TEXTOS DO AUTOR

MEU TIO OCTAVINHO

Poetas e boêmios passam e deixam sua marca. Gozam a vida e sofrem com a mesma alegria, convictos da sua escolha.
ZeCarioca

O especial de Adoniran Barbosa da TV Brasil me remeteu ao tio Octavinho. A música "Joga a chave", dita de Adoniran e Osvaldo França, tio Octavinho chamava a si a autoria. Fez a música num bar, dizia. Vendeu por uma ninharia. E Adoniran teria gravado como se fosse dele. 

"Joga a chave, meu bem / Aqui fora está ruim demais / Cheguei tarde, perturbei teu sono / Amanhã eu não perturbo mais. / Faço um furo na porta / Amarro um cordão no trinco / Pra abrir do lado de fora. / Não perturbo mais teu sono / Chego à meia-noite, sim / Ou então a qualquer hora."

O cenário é perfeito: rebeldia, madrugada, boemia. Música que se refere a Mariazinha, sua esposa? Quem vai saber? Adoniran já se foi em 1982, Octavinho em 1977. Os dois tinham um ano de diferença na idade. Teriam se conhecido? Pode ser. Adoniran, notívago, tio Octavinho também. Se Octavinho fez a música realmente, essa foi a única. Ele gostava mesmo é de fazer acrósticos. Acrósticos são poesias em que as primeiras letras (às vezes, as do meio ou do fim) de cada verso formam, em sentido vertical, um ou mais nomes ou um conceito, máxima etc. Acróstico era o artifício mais imediato para agradar alguém ou para arrancar um dinheirinho. Tio Octavinho, o segundo entre sete irmãos, era poeta, chamado também poeta Grilo. Boêmio inveterado, homem da noite, tinha bom coração — o pouco que sempre teve era também dos outros. Mas desde criança era da pá virada. Menino ainda, contavam as tias, ele sempre descobria os esconderijos em que a família guardava alguns patacões de prata, poupança, que sumiam misteriosamente com os investimentos dele em guloseimas. 

Para que não saísse de casa, meus avós o deixavam de camisolão, muito comum nos anos 20. Trancavam as roupas à chave. Mas ele dava um nó entre as pernas na vestimenta de dormir... e pernas pra que te quero. 

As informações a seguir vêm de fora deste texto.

//! Error types for the consultation REST API.
//!
//! Every error renders as a problem JSON body (`application/problem+json`).
//!
//! # Error Mapping
//!
//! | Error | HTTP Status | `message` |
//! |-------|-------------|-----------|
//! | BadRequestAlert | 400 | `error.{errorKey}` |
//! | BadRequest | 400 | `error.http.400` |
//! | UnsupportedMediaType | 415 | `error.http.415` |
//! | InternalError | 500 | `error.http.500` |
//! | ServiceUnavailable | 503 | `error.http.503` |
//!
//! Storage validation and query parse failures become `BadRequest`; every
//! other storage failure is an `InternalError`.

use axum::{
    Json,
    http::{HeaderValue, StatusCode, header},
    response::{IntoResponse, Response},
};
use ayoos_persistence::error::{ResourceError, SearchError, StorageError};
use serde_json::{Value, json};
use std::fmt;

use crate::responses::headers::AlertHeaders;

/// The primary error type for REST API operations.
#[derive(Debug)]
pub enum RestError {
    /// Bad request that also carries failure alert headers (HTTP 400).
    BadRequestAlert {
        /// Application name for the alert header prefix.
        application_name: String,
        /// Whether the alert header carries a translation key.
        enable_translation: bool,
        /// Default, human-readable message.
        message: String,
        /// Entity the request was about.
        entity_name: String,
        /// Reason code, such as `idexists`.
        error_key: String,
    },

    /// Bad request - malformed input (HTTP 400).
    BadRequest {
        /// Error message.
        message: String,
    },

    /// Unsupported media type (HTTP 415).
    UnsupportedMediaType {
        /// The unsupported content type.
        content_type: String,
    },

    /// Internal server error (HTTP 500).
    InternalError {
        /// Error message.
        message: String,
    },

    /// A dependency is not ready (HTTP 503).
    ServiceUnavailable {
        /// Error message.
        message: String,
    },
}

impl RestError {
    /// Creates a [`RestError::BadRequestAlert`] using the alert settings of
    /// `alerts`.
    pub fn bad_request_alert(
        alerts: &AlertHeaders,
        message: impl Into<String>,
        entity_name: impl Into<String>,
        error_key: impl Into<String>,
    ) -> Self {
        RestError::BadRequestAlert {
            application_name: alerts.application_name().to_string(),
            enable_translation: alerts.translation_enabled(),
            message: message.into(),
            entity_name: entity_name.into(),
            error_key: error_key.into(),
        }
    }

    /// Returns the HTTP status code of this error.
    pub fn status_code(&self) -> StatusCode {
        match self {
            RestError::BadRequestAlert { .. } | RestError::BadRequest { .. } => {
                StatusCode::BAD_REQUEST
            }
            RestError::UnsupportedMediaType { .. } => StatusCode::UNSUPPORTED_MEDIA_TYPE,
            RestError::InternalError { .. } => StatusCode::INTERNAL_SERVER_ERROR,
            RestError::ServiceUnavailable { .. } => StatusCode::SERVICE_UNAVAILABLE,
        }
    }
}

impl fmt::Display for RestError {
    fn fmt(&self, f: &mut fmt::Formatter<'_>) -> fmt::Result {
        match self {
            RestError::BadRequestAlert {
                message,
                entity_name,
                error_key,
                ..
            } => {
                write!(f, "Bad request ({}.{}): {}", entity_name, error_key, message)
            }
            RestError::BadRequest { message } => {
                write!(f, "Bad request: {}", message)
            }
            RestError::UnsupportedMediaType { content_type } => {
                write!(f, "Unsupported media type: {}", content_type)
            }
            RestError::InternalError { message } => {
                write!(f, "Internal error: {}", message)
            }
            RestError::ServiceUnavailable { message } => {
                write!(f, "Service unavailable: {}", message)
            }
        }
    }
}

impl std::error::Error for RestError {}

impl IntoResponse for RestError {
    fn into_response(self) -> Response {
        let status = self.status_code();
        if status.is_server_error() {
            tracing::error!(error = %self, status = status.as_u16(), "Request failed");
        } else {
            tracing::debug!(error = %self, status = status.as_u16(), "Request rejected");
        }

        let (body, alert_headers) = match &self {
            RestError::BadRequestAlert {
                application_name,
                enable_translation,
                message,
                entity_name,
                error_key,
            } => {
                let body = json!({
                    "entityName": entity_name,
                    "errorKey": error_key,
                    "type": "about:blank",
                    "title": message,
                    "status": status.as_u16(),
                    "message": format!("error.{}", error_key),
                    "params": entity_name,
                });
                let headers = AlertHeaders::new(application_name.clone(), *enable_translation)
                    .failure(entity_name, error_key, message);
                (body, Some(headers))
            }
            RestError::BadRequest { message }
            | RestError::InternalError { message }
            | RestError::ServiceUnavailable { message } => (problem(status, message), None),
            RestError::UnsupportedMediaType { .. } => (problem(status, &self.to_string()), None),
        };

        let mut response = (status, Json(body)).into_response();
        response.headers_mut().insert(
            header::CONTENT_TYPE,
            HeaderValue::from_static("application/problem+json"),
        );
        if let Some(alert_headers) = alert_headers {
            response.headers_mut().extend(alert_headers);
        }
        response
    }
}

/// Creates a generic problem body for `status`.
fn problem(status: StatusCode, detail: &str) -> Value {
    json!({
        "type": "about:blank",
        "title": status.canonical_reason().unwrap_or("Error"),
        "status": status.as_u16(),
        "detail": detail,
        "message": format!("error.http.{}", status.as_u16()),
    })
}

// Conversions from storage errors

impl From<StorageError> for RestError {
    fn from(err: StorageError) -> Self {
        match err {
            StorageError::Resource(e) => e.into(),
            StorageError::Validation(e) => RestError::BadRequest {
                message: e.to_string(),
            },
            StorageError::Search(e) => e.into(),
            StorageError::Backend(e) => RestError::InternalError {
                message: e.to_string(),
            },
        }
    }
}

impl From<ResourceError> for RestError {
    fn from(err: ResourceError) -> Self {
        match err {
            ResourceError::Corrupt { .. } => RestError::InternalError {
                message: err.to_string(),
            },
        }
    }
}

impl From<SearchError> for RestError {
    fn from(err: SearchError) -> Self {
        match err {
            SearchError::QueryParseError { .. } => RestError::BadRequest {
                message: err.to_string(),
            },
        }
    }
}

impl From<serde_json::Error> for RestError {
    fn from(err: serde_json::Error) -> Self {
        RestError::BadRequest {
            message: format!("Invalid JSON: {}", err),
        }
    }
}

/// Result type alias for REST operations.
pub type RestResult<T> = Result<T, RestError>;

Lembro-me dele com suas biritas e seu inseparável cigarro, contando histórias, falante, envolvente. Os desregramentos cobraram dele ao final, mas a vida de Octavinho, sem pensar no dia de amanhã, em parte deve ter sido divertida. As artimanhas que usava para envolver os parentes e amigos, como tudo, acabaram em decadência. Só me lembro de uma atividade sua, em nossa convivência pequena: captava recursos para o hospital Sanatorinhos, de Campos do Jordão.

O maior sinal de declínio de que me lembro foi ele chegar lá em casa com um frango vivo espremido na sua pasta, pescoço de fora, pedindo a minha mãe que preparasse. Claro que não comprara o frango. Dizem os entendidos que o sinal mais explícito da degradação é surrupiar galinhas. As lâmpadas da tia de Mirassol, que ela não vencia trocar por novas, era ele quem as substituía por queimadas. Claro, para angariar uns trocados.

Pois é, tio Octavinho... do bigodinho de Adoniran, do terno surrado, sempre de gravatinha, camisa encardida, avesso ao banho. Das manhas e artimanhas do malandro carioca, sempre vivendo de favor, na instabilidade que leva ao desmantelo da família. Adoniran, sempre lembrado. Tio Octavinho, da verve poética, sempre esquecido, onde andará você nesse mundo de meu Deus? Qual teria sido o papel inconcluso e débil de nós outros em nossa convivência fugaz e superficial?